I had a bit more bounce in my stride on the start of the 2nd run leg, I saw Mr. Enthusiasm ahead of me, so I made a bit of an effort to catch up and keep pace. At this stage we were pretty much out on our own. I was probably on the limit of a sustainable pace, and knew there would be no-one after this guy for me to pace off if I passed him, so I was quite happy to shadow him for the lap. I was kind of glad to have done this, as he gradually pulled away from me on the second half of the lap. Once this happened it was a bit of a mental task to maintain the pace I was in - it was a bit above my comfort level, and I no longer had anyone to pace off. In any case I finally made it, crossing the finish line at a time of 50:51 - no idea if this was good or bad, but I was pretty happy with it! One of the run splits was about 24 minute 5km pace, the fastest I had so far ran in a race, and my cycle was over 30km/h average, so no complaints!
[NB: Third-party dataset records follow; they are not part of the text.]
pub mod error;
pub mod handlers;
pub mod models;
pub mod router;
pub mod services;

pub use error::AppointmentError;
pub use handlers::AppointmentState;
pub use models::{Appointment, AppointmentFilter, AppointmentStatus, BookAppointmentRequest};
pub use services::{AppointmentStore, BookingService, ClinicClock};
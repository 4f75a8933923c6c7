pub mod error;
pub mod handlers;
pub mod models;
pub mod router;
pub mod services;

pub use error::ScheduleError;
pub use handlers::ScheduleState;
pub use models::{CreateScheduleRequest, ScheduleWindow, TimeSlot, UpdateScheduleRequest};
pub use services::{ScheduleIndex, ScheduleReferences, ScheduleService, ScheduleStore};
use axum::{
    middleware,
    routing::get,
    Router,
};

use shared_utils::extractor::auth_middleware;

use crate::handlers::{self, AppointmentState};

pub fn appointment_routes(state: AppointmentState) -> Router {
    Router::new()
        .route(
            "/appointments",
            get(handlers::list_appointments).post(handlers::book_appointment),
        )
        .route(
            "/appointments/{appointment_id}",
            get(handlers::get_appointment)
                .put(handlers::reschedule_appointment)
                .delete(handlers::cancel_appointment),
        )
        .layer(middleware::from_fn_with_state(state.config.clone(), auth_middleware))
        .with_state(state)
}
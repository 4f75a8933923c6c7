use axum::{
    middleware,
    routing::get,
    Router,
};

use shared_utils::extractor::auth_middleware;

use crate::handlers::{self, ScheduleState};

pub fn schedule_routes(state: ScheduleState) -> Router {
    Router::new()
        .route(
            "/doctors/{doctor_id}/schedules",
            get(handlers::list_doctor_schedules).post(handlers::create_schedule),
        )
        .route("/doctors/{doctor_id}/slots", get(handlers::get_available_slots))
        .route(
            "/schedules/{schedule_id}",
            get(handlers::get_schedule)
                .put(handlers::update_schedule)
                .delete(handlers::delete_schedule),
        )
        .layer(middleware::from_fn_with_state(state.config.clone(), auth_middleware))
        .with_state(state)
}
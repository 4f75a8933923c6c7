use base64::{engine::general_purpose::URL_SAFE_NO_PAD, Engine};
use chrono::{TimeZone, Utc};
use hmac::{Hmac, Mac};
use sha2::Sha256;
use thiserror::Error;
use tracing::debug;

use shared_models::auth::{JwtClaims, User};

type HmacSha256 = Hmac<Sha256>;

#[derive(Debug, Error, PartialEq, Eq)]
pub enum TokenError {
    #[error("JWT secret is not set")]
    MissingSecret,
    #[error("Invalid token format")]
    Malformed,
    #[error("Invalid signature encoding")]
    SignatureEncoding,
    #[error("Invalid token signature")]
    BadSignature,
    #[error("Invalid claims")]
    Claims,
    #[error("Token expired")]
    Expired,
}

/// Validates an HS256 token signed with the Supabase JWT secret.
pub fn validate_token(token: &str, jwt_secret: &str) -> Result<User, TokenError> {
    if jwt_secret.is_empty() {
        return Err(TokenError::MissingSecret);
    }

    let mut parts = token.split('.');
    let (header_b64, claims_b64, signature_b64) =
        match (parts.next(), parts.next(), parts.next(), parts.next()) {
            (Some(h), Some(c), Some(s), None) => (h, c, s),
            _ => return Err(TokenError::Malformed),
        };

    let signature = URL_SAFE_NO_PAD.decode(signature_b64).map_err(|e| {
        debug!("Failed to decode signature: {}", e);
        TokenError::SignatureEncoding
    })?;

    let mut mac =
        HmacSha256::new_from_slice(jwt_secret.as_bytes()).map_err(|_| TokenError::MissingSecret)?;
    mac.update(format!("{}.{}", header_b64, claims_b64).as_bytes());
    mac.verify_slice(&signature).map_err(|_| {
        debug!("Token signature verification failed");
        TokenError::BadSignature
    })?;

    let claims_json = URL_SAFE_NO_PAD
        .decode(claims_b64)
        .map_err(|_| TokenError::Claims)?;
    let claims: JwtClaims = serde_json::from_slice(&claims_json).map_err(|e| {
        debug!("Failed to parse claims: {}", e);
        TokenError::Claims
    })?;

    if let Some(exp) = claims.exp {
        let now = Utc::now().timestamp().max(0) as u64;
        if exp < now {
            debug!("Token expired at {} (now: {})", exp, now);
            return Err(TokenError::Expired);
        }
    }

    let created_at = claims
        .iat
        .and_then(|timestamp| Utc.timestamp_opt(timestamp as i64, 0).single());

    let user = User {
        id: claims.sub,
        email: claims.email,
        role: claims.role,
        metadata: claims.user_metadata,
        created_at,
    };

    debug!("Token validated successfully for user: {}", user.id);
    Ok(user)
}
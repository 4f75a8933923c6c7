use std::sync::Arc;

use base64::{engine::general_purpose, Engine as _};
use chrono::{Duration, Utc};
use hmac::{Hmac, Mac};
use serde_json::json;
use sha2::Sha256;
use uuid::Uuid;

use shared_config::AppConfig;
use shared_models::auth::User;

pub struct TestConfig {
    pub jwt_secret: String,
    pub supabase_url: String,
    pub supabase_anon_key: String,
}

impl Default for TestConfig {
    fn default() -> Self {
        Self {
            jwt_secret: "test-secret-key-for-jwt-validation-must-be-long-enough".to_string(),
            supabase_url: "http://localhost:54321".to_string(),
            supabase_anon_key: "test-anon-key".to_string(),
        }
    }
}

impl TestConfig {
    pub fn with_supabase_url(url: impl Into<String>) -> Self {
        Self {
            supabase_url: url.into(),
            ..Self::default()
        }
    }

    /// Memory-backed config carrying the test JWT secret.
    pub fn to_app_config(&self) -> AppConfig {
        AppConfig {
            supabase_url: self.supabase_url.clone(),
            supabase_anon_key: self.supabase_anon_key.clone(),
            supabase_service_role_key: Some("test-service-role-key".to_string()),
            supabase_jwt_secret: self.jwt_secret.clone(),
            ..AppConfig::default()
        }
    }

    pub fn to_arc(&self) -> Arc<AppConfig> {
        Arc::new(self.to_app_config())
    }
}

pub struct TestUser {
    pub id: String,
    pub email: String,
    pub role: String,
}

impl Default for TestUser {
    fn default() -> Self {
        Self::staff("desk@example.com")
    }
}

impl TestUser {
    pub fn new(email: &str, role: &str) -> Self {
        Self {
            id: Uuid::new_v4().to_string(),
            email: email.to_string(),
            role: role.to_string(),
        }
    }

    pub fn staff(email: &str) -> Self {
        Self::new(email, "staff")
    }

    pub fn doctor(email: &str) -> Self {
        Self::new(email, "doctor")
    }

    pub fn patient(email: &str) -> Self {
        Self::new(email, "patient")
    }

    pub fn admin(email: &str) -> Self {
        Self::new(email, "admin")
    }

    pub fn to_user(&self) -> User {
        User {
            id: self.id.clone(),
            email: Some(self.email.clone()),
            role: Some(self.role.clone()),
            metadata: None,
            created_at: Some(Utc::now()),
        }
    }
}

pub struct JwtTestUtils;

impl JwtTestUtils {
    pub fn create_test_token(user: &TestUser, secret: &str, exp_hours: Option<i64>) -> String {
        let now = Utc::now();
        let exp = now + Duration::hours(exp_hours.unwrap_or(24));

        let header = json!({
            "alg": "HS256",
            "typ": "JWT"
        });

        let payload = json!({
            "sub": user.id,
            "email": user.email,
            "role": user.role,
            "iat": now.timestamp(),
            "exp": exp.timestamp()
        });

        let header_encoded = general_purpose::URL_SAFE_NO_PAD.encode(header.to_string());
        let payload_encoded = general_purpose::URL_SAFE_NO_PAD.encode(payload.to_string());

        let signing_input = format!("{}.{}", header_encoded, payload_encoded);

        let mut mac = Hmac::<Sha256>::new_from_slice(secret.as_bytes())
            .expect("HMAC can take key of any size");
        mac.update(signing_input.as_bytes());
        let signature = mac.finalize().into_bytes();
        let signature_encoded = general_purpose::URL_SAFE_NO_PAD.encode(signature);

        format!("{}.{}", signing_input, signature_encoded)
    }

    pub fn create_expired_token(user: &TestUser, secret: &str) -> String {
        Self::create_test_token(user, secret, Some(-1))
    }

    pub fn create_invalid_signature_token(user: &TestUser) -> String {
        Self::create_test_token(user, "wrong-secret", Some(24))
    }

    /// `Authorization` header value for `user`.
    pub fn bearer(user: &TestUser, secret: &str) -> String {
        format!("Bearer {}", Self::create_test_token(user, secret, Some(1)))
    }
}

/// PostgREST row shapes used by the wiremock-backed store tests.
pub struct MockSupabaseResponses;

impl MockSupabaseResponses {
    pub fn schedule_row(id: Uuid, doctor_id: Uuid, day_of_week: u32) -> serde_json::Value {
        json!({
            "id": id,
            "doctor_id": doctor_id,
            "day_of_week": day_of_week,
            "start_time": "09:00:00",
            "end_time": "12:00:00",
            "slot_duration_minutes": 30,
            "valid_from": null,
            "valid_to": null,
            "created_at": "2025-01-01T00:00:00Z",
            "updated_at": "2025-01-01T00:00:00Z"
        })
    }

    pub fn appointment_row(id: Uuid, doctor_id: Uuid, start: &str, end: &str) -> serde_json::Value {
        json!({
            "id": id,
            "patient_id": Uuid::new_v4(),
            "doctor_id": doctor_id,
            "clinic_id": Uuid::new_v4(),
            "start_time": start,
            "end_time": end,
            "status": "scheduled",
            "created_at": "2025-01-01T00:00:00Z",
            "updated_at": "2025-01-01T00:00:00Z"
        })
    }

    pub fn queue_row(id: Uuid, clinic_id: Uuid, status: &str, updated_at: &str) -> serde_json::Value {
        json!({
            "id": id,
            "clinic_id": clinic_id,
            "status": status,
            "created_at": "2025-01-01T00:00:00Z",
            "updated_at": updated_at
        })
    }

    pub fn error_response(message: &str, code: &str) -> serde_json::Value {
        json!({
            "message": message,
            "code": code
        })
    }
}

#[cfg(test)]
mod tests {
    use super::*;

    #[test]
    fn test_config_creation() {
        let config = TestConfig::default();
        let app_config = config.to_app_config();

        assert_eq!(app_config.supabase_url, "http://localhost:54321");
        assert_eq!(app_config.supabase_anon_key, "test-anon-key");
        assert!(!app_config.supabase_jwt_secret.is_empty());
    }

    #[test]
    fn test_user_creation() {
        let user = TestUser::doctor("doc@example.com");
        assert_eq!(user.role, "doctor");

        let user_model = user.to_user();
        assert_eq!(user_model.email, Some(user.email.clone()));
        assert_eq!(user_model.id, user.id);
        assert!(user_model.is_staff());
    }
}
|Crossing the finish line (image courtesy: Irish Triathlon)|
I met Eoin at the finish line, and waited for Andrew who came in about 5 minutes afterwards. We were on a bit of a buzz, and arranged to meet Eoin the pub in Lucan after Andrew and I had cycled home and showered, changed etc. The 13km cycle home was fun - very relaxed with a bit of post race chatter. At one point I challenged Andrew to a 2km drag race from Palmerstown to the footbridge - he absolutely left me in his dust! I realised I actually had nothing left in the legs, which was actually a nice feeling as I knew I had put everything into it. The slight anti-climax/ disappointment of tri-Athlone was behind me now. The pints AFTER event combination was definitely more satisfying than the other way around - one of the more obvious lessons I learnt this year!
In the days that followed, I went through my usual routine, examining the results sheets, thinking about were I could improve, looking at the event photos and basking in my own reflective relative glory. One thing was starting to bug me in the photos though, I didn't quite look like a cyclist or a runner. I couldn't quite put my finger on it at the time, my legs always looked straight in the running pics and I looked strangely hunched up on the bike. I knew it there was hints there to where I would be needing to improve over the winter, but didn't quite know what it was just yet...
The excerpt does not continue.